Après les avoir salués, je vais m’allonger sur mon lit avec l’intention de dessiner, en espérant réussir à me calmer. Je vois bien que mes deux coéquipiers m’observent du coin de l’œil, mais je n’ai pas envie de parler. J’ai besoin de mettre de l’ordre dans mon chaos mental, autant que possible.

Quand les gardes se pointent pour nous escorter jusqu’au réfectoire, je suis toujours d’une humeur massacrante. Je ne cesse de penser à Edan, cet homme en qui Alka a toute confiance. L’IA l’a appelée Colonel… Qui est-il réellement ?

Durant le trajet, je décide de prendre sur moi. Après tout, mes compagnons d’infortune n’y sont vraiment pour rien. Quand nous arrivons, à ma grande surprise, nous sommes joyeusement salués par les autres. Ils sont en train de regrouper les tables pour que nous mangions tous ensemble. D’abord interloqué, je suis le mouvement et me retrouve assis entre Wallis et Feng.

  • C’est prévu par MAGIE, ça ? leur demandé-je en m’asseyant.
  • On lui a pas demandé son avis, me répond Yugo avec un sourire sardonique.

Je lui réponds par un demi-sourire et remarque qu’il a un bras bandé et en écharpe.

  • Ça va, toi ? m’enquis-je.
  • Oh, je me suis salement fait griller, mais ils m’ont administré un traitement de régénération des tissus. L’IA m’a dit que demain, mon bras ressemblerait à nouveau à… un bras, grimace-t-il.
  • Tu pourras t’en servir normalement ?
  • Non. Elle a parlé de cinquante à soixante-quinze pour cent de récupération.

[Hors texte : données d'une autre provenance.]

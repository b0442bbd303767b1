use crate::app::snapshot::{self, Snapshot};
use crate::app::state::{AppMode, AppState};
use crate::components::chips::ChipRow;
use crate::components::footer::Footer;
use crate::components::help::HelpModal;
use crate::components::suggestions::SuggestionList;

use ratatui::{
    layout::{Constraint, Direction, Layout, Rect},
    text::{Line, Span},
    widgets::{Block, BorderType, Borders},
    Frame,
};

/// Fixed vertical split. The mouse mapper hit-tests against the same
/// rectangles, so this is the single source of truth for geometry.
pub struct AppLayout {
    pub header: Rect,
    pub chips: Rect,
    pub input: Rect,
    pub suggestions: Rect,
    pub footer: Rect,
}

#[must_use]
pub fn get_layout(area: Rect) -> AppLayout {
    let rows = Layout::default()
        .direction(Direction::Vertical)
        .constraints([
            Constraint::Length(1), // Header
            Constraint::Length(3), // Chips
            Constraint::Length(3), // Query input
            Constraint::Min(0),    // Suggestions
            Constraint::Length(1), // Footer
        ])
        .split(area);

    AppLayout {
        header: rows[0],
        chips: rows[1],
        input: rows[2],
        suggestions: rows[3],
        footer: rows[4],
    }
}

pub fn draw(f: &mut Frame, app_state: &mut AppState) {
    if f.area().width == 0 || f.area().height == 0 {
        return;
    }

    let theme = app_state.theme.clone();
    let layout = get_layout(f.area());
    let snapshot = snapshot::project(app_state);

    draw_header(f, layout.header, app_state);
    f.render_widget(
        ChipRow {
            snapshot: &snapshot,
            theme: &theme,
        },
        layout.chips,
    );
    draw_input(f, layout.input, app_state, &snapshot);
    f.render_widget(
        SuggestionList {
            snapshot: &snapshot,
            theme: &theme,
            focused: app_state.mode == AppMode::Editing,
        },
        layout.suggestions,
    );
    f.render_widget(
        Footer {
            state: app_state,
            theme: &theme,
        },
        layout.footer,
    );

    if app_state.mode == AppMode::Help {
        f.render_widget(HelpModal { theme: &theme }, f.area());
    }
}

fn draw_header(f: &mut Frame, area: Rect, app_state: &AppState) {
    let theme = &app_state.theme;
    let mut spans = vec![
        Span::styled(" CHIPPER ", theme.header_logo),
        Span::raw(" "),
    ];
    if !app_state.catalog_loading {
        spans.push(Span::styled(
            format!(" {} items ", app_state.catalog.len()),
            theme.header_item,
        ));
    }
    let line = Line::from(spans).style(theme.header);
    f.render_widget(
        ratatui::widgets::Paragraph::new(line).style(theme.header),
        area,
    );
}

fn draw_input(f: &mut Frame, area: Rect, app_state: &mut AppState, snapshot: &Snapshot) {
    let focused = app_state.mode == AppMode::Editing;
    let theme = app_state.theme.clone();

    let block = Block::default()
        .title(" Search ")
        .borders(Borders::ALL)
        .border_type(BorderType::Rounded)
        .border_style(if focused {
            theme.border_focus
        } else {
            theme.border
        });
    let inner = block.inner(area);
    f.render_widget(block, area);

    if inner.width == 0 || inner.height == 0 {
        return;
    }

    if snapshot.query.is_empty() && !focused {
        f.render_widget(
            ratatui::widgets::Paragraph::new(Span::styled(
                "Type to search...",
                theme.input_placeholder,
            )),
            inner,
        );
        return;
    }

    let field = &mut app_state.chip_input.field;
    field.set_style(theme.input_text);
    field.set_placeholder_text("Type to search...");
    field.set_placeholder_style(theme.input_placeholder);
    field.set_cursor_style(if focused {
        theme.input_text.add_modifier(ratatui::style::Modifier::REVERSED)
    } else {
        theme.input_text
    });
    f.render_widget(&*field, inner);
}
pub mod chip_input;
pub mod input;

pub use chip_input::ChipInputState;
pub use input::QueryField;

use super::config::AppConfig;
use super::keymap::KeyMap;
use crate::domain::filter;
use crate::domain::models::{Catalog, Item};
use crate::theme::{PaletteType, Theme};
use std::sync::Arc;

#[derive(Debug, Copy, Clone, PartialEq, Eq)]
pub enum AppMode {
    /// Input blurred; keys drive the app (quit, help, focus).
    Normal,
    /// Input focused; keys edit the query and walk the suggestions.
    Editing,
    /// Help overlay.
    Help,
}

pub struct AppState<'a> {
    pub should_quit: bool,
    pub mode: AppMode,

    // The static catalog, empty until the loader reports in.
    pub catalog: Catalog,
    pub catalog_loading: bool,
    pub catalog_origin: String,

    // The chip-input state machine.
    pub chip_input: ChipInputState<'a>,

    // Status line.
    pub last_error: Option<String>,
    pub status_message: Option<String>,

    pub keymap: Arc<KeyMap>,
    pub palette_type: PaletteType,
    pub theme: Theme,
    pub frame_count: u64,
}

impl AppState<'_> {
    #[must_use]
    pub fn new(config: &AppConfig) -> Self {
        let palette_type = config.palette.unwrap_or(PaletteType::CatppuccinMocha);
        Self {
            palette_type,
            theme: Theme::from_palette_type(palette_type),
            ..Default::default()
        }
    }

    /// The derived suggestion list for the current query and selection.
    #[must_use]
    pub fn suggestions(&self) -> Vec<&Item> {
        filter::suggestions(
            &self.catalog,
            &self.chip_input.chips,
            &self.chip_input.query(),
        )
    }
}

impl Default for AppState<'_> {
    fn default() -> Self {
        Self {
            should_quit: false,
            mode: AppMode::Normal,
            catalog: Catalog::default(),
            catalog_loading: true,
            catalog_origin: String::new(),
            chip_input: ChipInputState::default(),
            last_error: None,
            status_message: None,
            keymap: Arc::new(KeyMap::new()),
            palette_type: PaletteType::CatppuccinMocha,
            theme: Theme::default(),
            frame_count: 0,
        }
    }
}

Je baisse la tête pour cacher ma colère.

  • Bon, et toi ? poursuit-il. Pourquoi ils t’ont gardé si longtemps ? T’avais l’air en bon état, en sortant du DC.
  • Il parait que j’étais déshydraté et que j’avais besoin de vitamines.
  • Sérieux ? s’étonne Wallis. T’étais sûrement le plus en forme en sortant de l’épreuve, pourtant moi j’ai pas eu droit à des vitamines. Vous autres non plus ?

Autour de la table, tous secouent la tête.

  • Vous êtes passés en salle de diagnostic, quand même, les interrogé-je, circonspect.
  • Ben oui, c’est la procédure, répondent-ils, en chœur.
  • Tu crois qu’ils te filent des trucs… genre, comme pour leurs combattants préfabriqués ? me demande Feng.
  • J’en sais rien. Mais je ne vois pas pour quelle raison ils feraient ça.
  • Bah, tu sais… Ils sont pas nets ! me rétorque William. C’est peut-être juste pour s’amuser, ou pour rendre les affrontements plus intéressants.

Ce serait complètement irrationnel !

Le silence s’installe, ou plutôt le bruit des fourchettes. Tandis que tout le monde se restaure, j’observe mes compagnons en silence. Nous ne sommes plus que dix. Les autres équipes sont désormais des duos : Feng et Yugo pour Chine, Wallis et la jeune femme dont j’ignore toujours le prénom pour Océanie et enfin, un homme et une femme avec qui je n’ai pas eu l’occasion d’échanger pour América. Je décide de remédier à ce manque d’informations.

  • Pardon, dis-je à la jeune femme à côté de Wallis, mais je n’ai pas connaissance de ton prénom. Comment t’appelles-tu ?
  • Lilly, me répond-elle avec un regard franc et direct.
  • Salut Lilly. Et vous, comment vous nommez-vous ? ajouté-je en me retournant vers les deux membres d’América.
  • José et Mila, me répond le jeune homme.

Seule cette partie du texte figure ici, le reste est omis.